Do note that the political map of Europe is subject to rapid and unexpected changes and has been in such rapid flux since at least the Greeks and Persians “arguments” and well before the Roman Empire rearranged the whole thing (not to mention the Holy Roman Empire). Then there were the W.W.I and W.W.II changes, and most recently Russia trimming a bit off Ukraine. Just realize the data often dates from times when the country was a different country, different size, shape, and sometimes location. (Poland got shifted over about 300 km, at the end of W.W.II.) How these specific geographical changes are accounted for in the data is a minor “Dig Here!”. Just don’t expect this political map to be precise in 20 years. Or perhaps even next week… /snark;

The Graphs

For most countries there are two graphs. The second one typically shows the v3.3 “anomaly” average for a given country with one dot for each year of data, and the v4 anomaly average for the same country for the same years. You might expect them to mostly be the same, after all, it isn’t like we can go back to 1800s Spain and install some more thermometers. Yet they are typically different. This seems very odd to me as this is the “Un-adjusted” data set.

The GHCN documentation goes out of their way to state that the upstream national Bureau Of Meteorology might well do their own adjusting, but the changes seen across so many countries are so similar that some systematic changes must be happening after collection of the data. Is this a “Quality control” process? Is it mining historical records to collect missing data points? Is it just using more thermometers so “instrument change” artifacts show up? Is it a deliberate “Data Diddle”? Is it “homogenization” that is not being called an “adjustment”? Does it matter what is the cause?

The first graph in each set is just the difference between the v3.3 and v4 anomaly dots on the second graph. This makes it much easier to see the changes and any patterns in them. What you might expect to see would be a mostly straight line at zero as most historical data ought not change, Perhaps one or two years where a spot is off zero as some data were filled in, or an instrument was found to have errors in the reporting that were correctable (Say during an overlap of two instruments during an upgrade, and which instrument was used in the average was changed). You would especially expect that THE most recent data from our best and newest instruments would be most stable. That isn’t what you will actually see. Often, the most recent data changes the most. Odd that.
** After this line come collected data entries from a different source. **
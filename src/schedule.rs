//! Code for time-of-day rate schedules.
use anyhow::{Context, Result, anyhow};
use chrono::{NaiveTime, Timelike};
use itertools::Itertools;
use serde::de::Error;
use serde::{Deserialize, Serialize};
use std::fmt::Display;
use std::rc::Rc;

/// The number of minutes in a day; slot coverage is resolved at minute granularity
pub const MINUTES_PER_DAY: usize = 1440;

/// A rate-period label.
///
/// Peak, semi-peak and off-peak are the labels used by the built-in Taipower schedules, but
/// arbitrary labels are accepted for custom plans. Parsing a known label always yields the
/// corresponding built-in variant, so labels compare consistently however they were written.
#[derive(Clone, PartialEq, Eq, Hash, Debug)]
pub enum RatePeriod {
    /// The peak rate period
    Peak,
    /// The semi-peak rate period used by three-stage schedules
    SemiPeak,
    /// The off-peak rate period
    OffPeak,
    /// A custom rate-period label
    Custom(Rc<str>),
}

impl RatePeriod {
    /// The stable string label for this period
    pub fn label(&self) -> &str {
        match self {
            RatePeriod::Peak => "peak",
            RatePeriod::SemiPeak => "semi_peak",
            RatePeriod::OffPeak => "off_peak",
            RatePeriod::Custom(label) => label,
        }
    }
}

impl Display for RatePeriod {
    fn fmt(&self, f: &mut std::fmt::Formatter<'_>) -> std::fmt::Result {
        write!(f, "{}", self.label())
    }
}

impl From<&str> for RatePeriod {
    fn from(label: &str) -> Self {
        match label {
            "peak" => RatePeriod::Peak,
            "semi_peak" => RatePeriod::SemiPeak,
            "off_peak" => RatePeriod::OffPeak,
            other => RatePeriod::Custom(Rc::from(other)),
        }
    }
}

impl From<String> for RatePeriod {
    fn from(label: String) -> Self {
        label.as_str().into()
    }
}

impl Serialize for RatePeriod {
    fn serialize<S>(&self, serialiser: S) -> std::result::Result<S::Ok, S::Error>
    where
        S: serde::Serializer,
    {
        serialiser.collect_str(self)
    }
}

impl<'de> Deserialize<'de> for RatePeriod {
    fn deserialize<D>(deserialiser: D) -> std::result::Result<Self, D::Error>
    where
        D: serde::Deserializer<'de>,
    {
        let label: String = Deserialize::deserialize(deserialiser)?;
        if label.is_empty() {
            return Err(D::Error::custom("Rate period label cannot be empty"));
        }
        Ok(label.into())
    }
}

/// Parse a time of day in "HH:MM" form.
///
/// "24:00" is accepted as an alias for midnight, so a slot written as 00:00-24:00 covers the
/// whole day.
pub fn parse_time_of_day(value: &str) -> Result<NaiveTime> {
    let (hour, minute) = value
        .split(':')
        .collect_tuple()
        .ok_or_else(|| anyhow!("Invalid time format: {value}"))?;
    let hour: u32 = hour
        .parse()
        .with_context(|| format!("Invalid time format: {value}"))?;
    let minute: u32 = minute
        .parse()
        .with_context(|| format!("Invalid time format: {value}"))?;
    if hour == 24 && minute == 0 {
        return Ok(NaiveTime::MIN);
    }
    NaiveTime::from_hms_opt(hour, minute, 0).ok_or_else(|| anyhow!("Invalid time value: {value}"))
}

/// The minute of the day for the given time, in `0..1440`
fn minute_of(time: NaiveTime) -> usize {
    (time.hour() * 60 + time.minute()) as usize
}

/// A contiguous time-of-day range tagged with a rate period.
///
/// Start is inclusive and end exclusive. A slot whose start is after its end wraps past
/// midnight; a slot whose start equals its end covers the whole day.
#[derive(Clone, PartialEq, Eq, Debug)]
pub struct TimeSlot {
    /// Start of the slot (inclusive)
    pub start: NaiveTime,
    /// End of the slot (exclusive)
    pub end: NaiveTime,
    /// The rate period in force during the slot
    pub period: RatePeriod,
}

impl TimeSlot {
    /// Create a slot from explicit times
    pub fn new(start: NaiveTime, end: NaiveTime, period: RatePeriod) -> Self {
        Self { start, end, period }
    }

    /// Create a slot from "HH:MM" strings and a period label
    pub fn from_labels(start: &str, end: &str, period: &str) -> Result<Self> {
        Ok(Self {
            start: parse_time_of_day(start)?,
            end: parse_time_of_day(end)?,
            period: period.into(),
        })
    }

    /// The half-open minute ranges this slot covers.
    ///
    /// One range for a linear slot, two for a slot wrapping past midnight. Computed once at
    /// schedule build time and reused by both the scalar and the batch lookup paths.
    fn minute_ranges(&self) -> Vec<(usize, usize)> {
        let start = minute_of(self.start);
        let end = minute_of(self.end);
        if start == end {
            vec![(0, MINUTES_PER_DAY)]
        } else if start < end {
            vec![(start, end)]
        } else {
            vec![(start, MINUTES_PER_DAY), (0, end)]
        }
    }
}

/// The ordered time slots for one (season, day type) pair.
///
/// Slots may overlap; lookup scans them in declared order and the first match wins. Minutes
/// not covered by any slot fall back to the profile's default period.
#[derive(Clone, PartialEq, Debug)]
pub struct DaySchedule {
    slots: Vec<TimeSlot>,
    ranges: Vec<Vec<(usize, usize)>>,
}

impl DaySchedule {
    /// Create a schedule from ordered slots, resolving each slot's minute coverage
    pub fn new(slots: Vec<TimeSlot>) -> Self {
        let ranges = slots.iter().map(TimeSlot::minute_ranges).collect();
        Self { slots, ranges }
    }

    /// The slots in declared order
    pub fn slots(&self) -> &[TimeSlot] {
        &self.slots
    }

    /// The period in force at the given time, or `None` if no slot covers it
    pub fn period_at(&self, time: NaiveTime) -> Option<&RatePeriod> {
        let minute = minute_of(time);
        self.iter_coverage()
            .find(|(_, ranges)| ranges.iter().any(|&(lo, hi)| lo <= minute && minute < hi))
            .map(|(period, _)| period)
    }

    /// Iterate over each slot's period and resolved minute ranges, in declared order
    pub(crate) fn iter_coverage(&self) -> impl Iterator<Item = (&RatePeriod, &[(usize, usize)])> {
        self.slots
            .iter()
            .zip(&self.ranges)
            .map(|(slot, ranges)| (&slot.period, ranges.as_slice()))
    }
}

impl FromIterator<TimeSlot> for DaySchedule {
    fn from_iter<I: IntoIterator<Item = TimeSlot>>(iter: I) -> Self {
        Self::new(iter.into_iter().collect())
    }
}

#[cfg(test)]
mod tests {
    use super::*;
    use rstest::rstest;

    fn time(h: u32, m: u32) -> NaiveTime {
        NaiveTime::from_hms_opt(h, m, 0).unwrap()
    }

    #[rstest]
    #[case("00:00", time(0, 0))]
    #[case("09:30", time(9, 30))]
    #[case("24:00", time(0, 0))] // alias for midnight
    fn test_parse_time_of_day(#[case] input: &str, #[case] expected: NaiveTime) {
        assert_eq!(parse_time_of_day(input).unwrap(), expected);
    }

    #[rstest]
    #[case("9")]
    #[case("25:00")]
    #[case("24:30")]
    #[case("09:60")]
    #[case("ab:cd")]
    fn test_parse_time_of_day_invalid(#[case] input: &str) {
        assert!(parse_time_of_day(input).is_err());
    }

    #[test]
    fn test_period_parsing_canonicalises_labels() {
        assert_eq!(RatePeriod::from("peak"), RatePeriod::Peak);
        assert_eq!(RatePeriod::from("semi_peak"), RatePeriod::SemiPeak);
        assert_eq!(RatePeriod::from("off_peak"), RatePeriod::OffPeak);
        assert_eq!(
            RatePeriod::from("night_rate"),
            RatePeriod::Custom("night_rate".into())
        );
    }

    #[test]
    fn test_linear_slot_boundaries() {
        let schedule: DaySchedule =
            [TimeSlot::from_labels("09:00", "24:00", "peak").unwrap()].into_iter().collect();

        assert_eq!(schedule.period_at(time(8, 59)), None);
        assert_eq!(schedule.period_at(time(9, 0)), Some(&RatePeriod::Peak));
        assert_eq!(schedule.period_at(time(23, 59)), Some(&RatePeriod::Peak));
        assert_eq!(schedule.period_at(time(0, 0)), None); // end is exclusive
    }

    #[test]
    fn test_wrapping_slot() {
        let schedule: DaySchedule =
            [TimeSlot::from_labels("22:30", "07:30", "off_peak").unwrap()].into_iter().collect();

        assert_eq!(schedule.period_at(time(22, 30)), Some(&RatePeriod::OffPeak));
        assert_eq!(schedule.period_at(time(23, 59)), Some(&RatePeriod::OffPeak));
        assert_eq!(schedule.period_at(time(0, 0)), Some(&RatePeriod::OffPeak));
        assert_eq!(schedule.period_at(time(7, 29)), Some(&RatePeriod::OffPeak));
        assert_eq!(schedule.period_at(time(7, 30)), None);
        assert_eq!(schedule.period_at(time(12, 0)), None);
    }

    #[test]
    fn test_full_day_slot() {
        let schedule: DaySchedule =
            [TimeSlot::from_labels("00:00", "24:00", "off_peak").unwrap()].into_iter().collect();

        for minute in [0, 719, 1439] {
            let t = time(minute / 60, minute % 60);
            assert_eq!(schedule.period_at(t), Some(&RatePeriod::OffPeak));
        }
    }

    #[test]
    fn test_first_match_wins_for_overlapping_slots() {
        let schedule: DaySchedule = [
            TimeSlot::from_labels("09:00", "12:00", "peak").unwrap(),
            TimeSlot::from_labels("09:00", "24:00", "semi_peak").unwrap(),
        ]
        .into_iter()
        .collect();

        assert_eq!(schedule.period_at(time(10, 0)), Some(&RatePeriod::Peak));
        assert_eq!(schedule.period_at(time(12, 0)), Some(&RatePeriod::SemiPeak));
    }
}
A note on the “Baseline Period”: NASA GISS uses 1950-1980 as a “baseline” for computing anomalies. Hadley uses 1960-1990. The creators of GHCN load up the data set with extra records for more instruments during that “Baseline Period” spanning about 1950 to 1990. It is my opinion that this biases the data. One simple example (that we saw in the Africa graphs) is that the more instruments you have, in more places, the harder it is to have an extreme event in the data. You might have a cold hail dump in a very small area, or an opening in cloud cover causing a warm spike, and get a couple of C of movement. But over a larger area, those small scale events tend to be averaged out. For this reason the early years of data often have a much wider range of the “anomaly” as there is only one instrument. As more records are made from more instruments, this range narrows. Now, what is truly odd, is that after the Baseline Period there is a large reduction in the number of instrument records used; yet the range continues to narrow for most countries. Something else is going on with the recent data.

To avoid those “Baseline Artifacts”, I compute these anomalies without a baseline. How? For each instrument record, for each month of the years, I add up all the data points and find the average. The instrument record is only compared with itself, and only within each individual month. Each monthly data point is then differenced with the average for that month for that instrument record to find the anomaly for that data point. For example, if the Rome Airport record in June is averaged and found to be (a hypothetical) 31 C and June of 1948 was found to be 32.4 C then the anomaly would be +1.4 C. Then all the anomalies for a given year inside a given country are averaged to make the ‘spot” on the anomaly graphs below.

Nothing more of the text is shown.